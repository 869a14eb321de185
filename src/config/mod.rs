use anyhow::{anyhow, bail, Result};
use clap::{Args, Subcommand};
use std::{
    env, fs,
    io::{self, Write as _},
    path::{Path, PathBuf},
};

use serde::{Deserialize, Serialize};
use serde_json::Value;

use crate::args::BaseArgs;
use crate::ui::{print_command_status, CommandStatus};

mod get;
mod list;
mod set;

const CONFIG_DIR: &str = "odf";
const LOCAL_DIR: &str = ".odf";

#[derive(Debug, Clone, PartialEq, Serialize, Deserialize, Default)]
#[serde(default)]
pub struct Config {
    pub url: Option<String>,
    pub database: Option<String>,
    pub login: Option<String>,
    pub batch_size: Option<usize>,
    pub workers: Option<usize>,
    pub export_batch_size: Option<usize>,
    pub export_workers: Option<usize>,
    pub session_root: Option<String>,
    #[serde(flatten)]
    pub extra: serde_json::Map<String, Value>,
}

pub const KNOWN_KEYS: &[&str] = &[
    "url",
    "database",
    "login",
    "batch_size",
    "workers",
    "export_batch_size",
    "export_workers",
    "session_root",
];

impl Config {
    pub fn get_field(&self, key: &str) -> Option<Value> {
        match key {
            "url" => self.url.clone().map(Value::String),
            "database" => self.database.clone().map(Value::String),
            "login" => self.login.clone().map(Value::String),
            "batch_size" => self.batch_size.map(Value::from),
            "workers" => self.workers.map(Value::from),
            "export_batch_size" => self.export_batch_size.map(Value::from),
            "export_workers" => self.export_workers.map(Value::from),
            "session_root" => self.session_root.clone().map(Value::String),
            _ => None,
        }
    }

    /// Sets `key`, parsing counts. Errors on a value the key cannot hold.
    pub fn set_field(&mut self, key: &str, value: &str) -> Result<()> {
        let count = || -> Result<Option<usize>> {
            match value.trim().parse::<usize>() {
                Ok(0) | Err(_) => bail!("{key} must be a positive integer, got {value:?}"),
                Ok(n) => Ok(Some(n)),
            }
        };
        match key {
            "url" => self.url = Some(value.to_string()),
            "database" => self.database = Some(value.to_string()),
            "login" => self.login = Some(value.to_string()),
            "batch_size" => self.batch_size = count()?,
            "workers" => self.workers = count()?,
            "export_batch_size" => self.export_batch_size = count()?,
            "export_workers" => self.export_workers = count()?,
            "session_root" => self.session_root = Some(value.to_string()),
            _ => bail!("Unknown config key: {key}"),
        }
        Ok(())
    }

    pub fn unset_field(&mut self, key: &str) -> bool {
        match key {
            "url" => self.url = None,
            "database" => self.database = None,
            "login" => self.login = None,
            "batch_size" => self.batch_size = None,
            "workers" => self.workers = None,
            "export_batch_size" => self.export_batch_size = None,
            "export_workers" => self.export_workers = None,
            "session_root" => self.session_root = None,
            _ => return false,
        }
        true
    }

    pub fn non_empty_fields(&self) -> Vec<(&'static str, Value)> {
        KNOWN_KEYS
            .iter()
            .filter_map(|&key| self.get_field(key).map(|v| (key, v)))
            .collect()
    }

    fn merge(&self, other: &Config) -> Config {
        let mut extra = self.extra.clone();
        extra.extend(other.extra.clone());
        Config {
            url: other.url.clone().or_else(|| self.url.clone()),
            database: other.database.clone().or_else(|| self.database.clone()),
            login: other.login.clone().or_else(|| self.login.clone()),
            batch_size: other.batch_size.or(self.batch_size),
            workers: other.workers.or(self.workers),
            export_batch_size: other.export_batch_size.or(self.export_batch_size),
            export_workers: other.export_workers.or(self.export_workers),
            session_root: other.session_root.clone().or_else(|| self.session_root.clone()),
            extra,
        }
    }
}

/// Text form of a config value for plain output.
pub fn display_value(value: &Value) -> String {
    match value {
        Value::String(s) => s.clone(),
        other => other.to_string(),
    }
}

pub fn global_config_dir() -> Result<PathBuf> {
    if let Some(xdg) = env::var_os("XDG_CONFIG_HOME") {
        return Ok(PathBuf::from(xdg).join(CONFIG_DIR));
    }
    dirs::home_dir()
        .map(|path| path.join(".config").join(CONFIG_DIR))
        .ok_or_else(|| anyhow!("$HOME not configured."))
}

pub fn global_path() -> Result<PathBuf> {
    Ok(global_config_dir()?.join("config.json"))
}

pub fn load_file(path: &Path) -> Config {
    let file_contents = match fs::read_to_string(path) {
        Ok(c) => c,
        Err(e) if e.kind() == io::ErrorKind::NotFound => return Config::default(),
        Err(e) => {
            print_command_status(
                CommandStatus::Warning,
                &format!("Warning: could not read {}: {e}", path.display()),
            );
            return Config::default();
        }
    };

    let config: Config = match serde_json::from_str(&file_contents) {
        Ok(c) => c,
        Err(e) => {
            print_command_status(
                CommandStatus::Warning,
                &format!("Warning: could not read {}: {e}", path.display()),
            );
            return Config::default();
        }
    };

    for key in config.extra.keys() {
        print_command_status(
            CommandStatus::Warning,
            &format!("Warning: unknown config key {} in {}", key, path.display()),
        );
    }

    config
}

pub fn load_global() -> Result<Config> {
    Ok(load_file(&global_path()?))
}

pub fn load() -> Result<Config> {
    let global = load_global().unwrap_or_default();
    let local = match local_path() {
        Some(p) => load_file(&p),
        None => Config::default(),
    };
    Ok(global.merge(&local))
}

pub fn save_file(path: &Path, config: &Config) -> Result<()> {
    if let Some(parent) = path.parent() {
        fs::create_dir_all(parent)?;
    }

    let json = serde_json::to_string_pretty(config)?;
    let temp_path = path.with_extension("tmp");
    let mut file = fs::File::create(&temp_path)?;
    file.write_all(json.as_bytes())?;
    file.write_all(b"\n")?;
    file.sync_all()?;
    fs::rename(&temp_path, path)?;

    Ok(())
}

pub fn find_local_config_dir() -> Option<PathBuf> {
    let home = dirs::home_dir();
    let mut current_dir = std::env::current_dir().ok()?;

    loop {
        if current_dir.join(LOCAL_DIR).is_dir() {
            return Some(current_dir.join(LOCAL_DIR));
        }
        if current_dir.join(".git").exists() {
            return None;
        }
        if Some(&current_dir) == home.as_ref() {
            return None;
        }
        if !current_dir.pop() {
            return None;
        }
    }
}

pub fn local_path() -> Option<PathBuf> {
    find_local_config_dir().map(|dir| dir.join("config.json"))
}

/// Resolve which config file to write based on --global/--local flags.
///
/// `--local` creates `.odf/` in the current directory when none is found.
pub fn resolve_write_path(global: bool, local: bool) -> Result<PathBuf> {
    if global {
        return global_path();
    }
    match local_path() {
        Some(p) => Ok(p),
        None if local => Ok(std::env::current_dir()?.join(LOCAL_DIR).join("config.json")),
        None => global_path(),
    }
}

/// Directory holding export sessions: `session_root` from config, or the
/// platform cache directory.
pub fn session_root(config: &Config) -> Result<PathBuf> {
    if let Some(root) = config.session_root.as_deref().filter(|r| !r.trim().is_empty()) {
        return Ok(PathBuf::from(root));
    }
    dirs::cache_dir()
        .map(|dir| dir.join(CONFIG_DIR).join("sessions"))
        .ok_or_else(|| anyhow!("no cache directory; set session_root with `odf config set`"))
}

// --- CLI commands ---

#[derive(Debug, Clone, Args)]
pub struct ScopeArgs {
    /// Apply to global config (~/.config/odf/config.json)
    #[arg(long, short = 'g', conflicts_with = "local")]
    global: bool,

    /// Apply to local config (.odf/config.json)
    #[arg(long, short = 'l')]
    local: bool,
}

#[derive(Debug, Clone, Args)]
pub struct ConfigArgs {
    #[command(subcommand)]
    command: Option<ConfigCommands>,
}

#[derive(Debug, Clone, Subcommand)]
enum ConfigCommands {
    /// List config values
    List {
        #[command(flatten)]
        scope: ScopeArgs,
        /// Show config values grouped by source
        #[arg(long)]
        verbose: bool,
    },
    /// Get a config value
    Get {
        /// Config key (url, database, login, batch_size, workers, ...)
        key: String,
        #[command(flatten)]
        scope: ScopeArgs,
    },
    /// Set a config value
    Set {
        /// Config key (url, database, login, batch_size, workers, ...)
        key: String,
        /// Value to set
        value: String,
        #[command(flatten)]
        scope: ScopeArgs,
    },
    /// Remove a config value
    Unset {
        /// Config key (url, database, login, batch_size, workers, ...)
        key: String,
        #[command(flatten)]
        scope: ScopeArgs,
    },
}

fn validate_key(key: &str) -> Result<()> {
    if !KNOWN_KEYS.contains(&key) {
        bail!(
            "Unknown config key: {key}\nValid keys: {}",
            KNOWN_KEYS.join(", ")
        );
    }
    Ok(())
}

pub fn run(base: BaseArgs, args: ConfigArgs) -> Result<()> {
    match args.command {
        None => list::run(base, false, false, false),
        Some(ConfigCommands::List { scope, verbose }) => {
            list::run(base, scope.global, scope.local, verbose)
        }
        Some(ConfigCommands::Get { key, scope }) => {
            validate_key(&key)?;
            get::run(base, &key, scope.global, scope.local)
        }
        Some(ConfigCommands::Set { key, value, scope }) => {
            validate_key(&key)?;
            set::run(&key, &value, scope.global, scope.local)
        }
        Some(ConfigCommands::Unset { key, scope }) => {
            validate_key(&key)?;
            set::unset(&key, scope.global, scope.local)
        }
    }
}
_____
**Task statement:**
Look through the listing, and copy each line in which the string "struct" turns up.

**Result of this exercise:**
pub struct Config {
pub struct ScopeArgs {
pub struct ConfigArgs {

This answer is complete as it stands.